Thursday, June 16, 2011

My New Book Cover

A couple months ago, my publisher asked me if I'd had any dreams or fantasies about how the cover of my book would appear.  I racked my brain ... but nothing came to me.  Or nothing terribly original, that is.  All I could see in my head was a stack of books (which seems obvious enough, since my book is a literary memoir about finding myself through reading), juxtaposed with a martini glass (since during the tumultuous period I write about I was consuming quite a bit of Grey Goose, indeed).

I guess this is why I'm not a graphic designer.

A big thank you to Natalia, my publisher's graphic designer, who read my book and came up with this cover.  I liked it as soon as Sandra showed it to me; it seems to capture the evocative, melancholy, searching-for-happiness mood of my book perfectly.  The sepia photo is meant to represent my grandparents, whose turbulent romance casts light on my own journey of self-discovery. 

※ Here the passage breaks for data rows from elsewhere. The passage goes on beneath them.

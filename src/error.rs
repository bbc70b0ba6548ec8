use colored::Colorize;
use std::fmt;

#[derive(Debug)]
pub enum ArkError {
    UnknownAttribute {
        name: String,
        available: Vec<String>,
    },
    InvalidOverride {
        path: String,
        key: String,
        message: String,
    },
    ConfigError {
        path: String,
        message: String,
    },
    IoError {
        operation: String,
        path: Option<String>,
        source: std::io::Error,
    },
    Other(anyhow::Error),
}

impl ArkError {
    pub fn unknown_attribute(name: impl Into<String>, available: Vec<String>) -> Self {
        Self::UnknownAttribute {
            name: name.into(),
            available,
        }
    }

    pub fn invalid_override(
        path: impl Into<String>,
        key: impl Into<String>,
        message: impl Into<String>,
    ) -> Self {
        Self::InvalidOverride {
            path: path.into(),
            key: key.into(),
            message: message.into(),
        }
    }

    pub fn config_error(path: impl Into<String>, message: impl Into<String>) -> Self {
        Self::ConfigError {
            path: path.into(),
            message: message.into(),
        }
    }

    pub fn io_error(
        operation: impl Into<String>,
        path: Option<String>,
        source: std::io::Error,
    ) -> Self {
        Self::IoError {
            operation: operation.into(),
            path,
            source,
        }
    }
}

impl fmt::Display for ArkError {
    fn fmt(&self, f: &mut fmt::Formatter<'_>) -> fmt::Result {
        match self {
            Self::UnknownAttribute { name, available } => {
                writeln!(
                    f,
                    "{} Unknown attribute: {}",
                    "✗".red().bold(),
                    name.yellow()
                )?;
                if !available.is_empty() {
                    writeln!(f)?;
                    writeln!(f, "{}", "Available attributes:".green())?;
                    for attribute in available {
                        writeln!(f, "  {} {}", "•".blue(), attribute)?;
                    }
                }
                Ok(())
            }
            Self::InvalidOverride { path, key, message } => {
                writeln!(
                    f,
                    "{} Invalid attribute override: {}",
                    "✗".red().bold(),
                    key.yellow()
                )?;
                writeln!(f, "  {} Path: {}", "→".blue(), path)?;
                writeln!(f, "  {} Error: {}", "→".blue(), message)?;
                Ok(())
            }
            Self::ConfigError { path, message } => {
                writeln!(f, "{} Configuration error", "✗".red().bold())?;
                writeln!(f, "  {} Path: {}", "→".blue(), path.yellow())?;
                writeln!(f, "  {} Error: {}", "→".blue(), message)?;
                Ok(())
            }
            Self::IoError {
                operation,
                path,
                source,
            } => {
                writeln!(
                    f,
                    "{} I/O error during: {}",
                    "✗".red().bold(),
                    operation.yellow()
                )?;
                if let Some(path) = path {
                    writeln!(f, "  {} Path: {}", "→".blue(), path)?;
                }
                writeln!(f, "  {} Error: {}", "→".blue(), source)?;
                Ok(())
            }
            Self::Other(err) => write!(f, "{} {}", "✗".red().bold(), err),
        }
    }
}

impl std::error::Error for ArkError {
    fn source(&self) -> Option<&(dyn std::error::Error + 'static)> {
        match self {
            Self::IoError { source, .. } => Some(source),
            Self::Other(err) => Some(err.as_ref()),
            _ => None,
        }
    }
}

impl From<std::io::Error> for ArkError {
    fn from(err: std::io::Error) -> Self {
        Self::IoError {
            operation: "unknown".to_string(),
            path: None,
            source: err,
        }
    }
}

impl From<anyhow::Error> for ArkError {
    fn from(err: anyhow::Error) -> Self {
        Self::Other(err)
    }
}

pub type Result<T> = std::result::Result<T, ArkError>;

After deciding upon the cover, Sandra and I spent a lovely, somewhat anxiety-ridden morning, drinking coffee and bouncing around ideas about the blurb on the back of the cover.  After a few more rounds of revision, which involved chopping a couple hundred glorious words (I'm definitely way too subtle and verbose to ever make my living writing promotional material), this is what we were left with - my book in a nutshell:

"Leslie Shimotakahara is a young, disenchanted English professor struggling to revive her childhood love of reading.  Her father Jack, recently retired from a high-powered corporate job, finally has time to take up reading books for pleasure.  The Reading List tells the story of Leslie’s return home to Toronto to rethink her life and decide what to do next.  At the same time, she bonds with her father over discussions about the lives, loves and works of the novelists on their shared reading list – Wharton, Joyce, Woolf and Atwood, to name a few.  But when their conversations about literature unearth some heartbreaking, deeply buried family secrets surrounding Jack’s own childhood – growing up Japanese-Canadian in the aftermath of World War II – Leslie’s world is changed forever.  Could discovering the truth about her father’s past hold the key to her finally being happy in love, life and career? 

As captivating as The Jane Austen Book Club, and as inspiring as The Film Club, The Reading List reveals how literature can sometimes help us expose our past, understand our loved ones and point us toward our future."

So there you have it.  Having the cover and back blurb in place definitely makes my book feel more real.  Until this point, I suppose there's still been something kind of abstract or dreamy about the concept of my first book.  But now, the book's become a material object and I'm filled with excitement and anticipation.  At the same time, another form of anxiety sets in.... No one in my family has read my book yet.  I wonder what they will think when my book is published in September?


Mimi said...

I like the cover of your memoir with its misty, intriguing atmosphere! Where will your new book be sold?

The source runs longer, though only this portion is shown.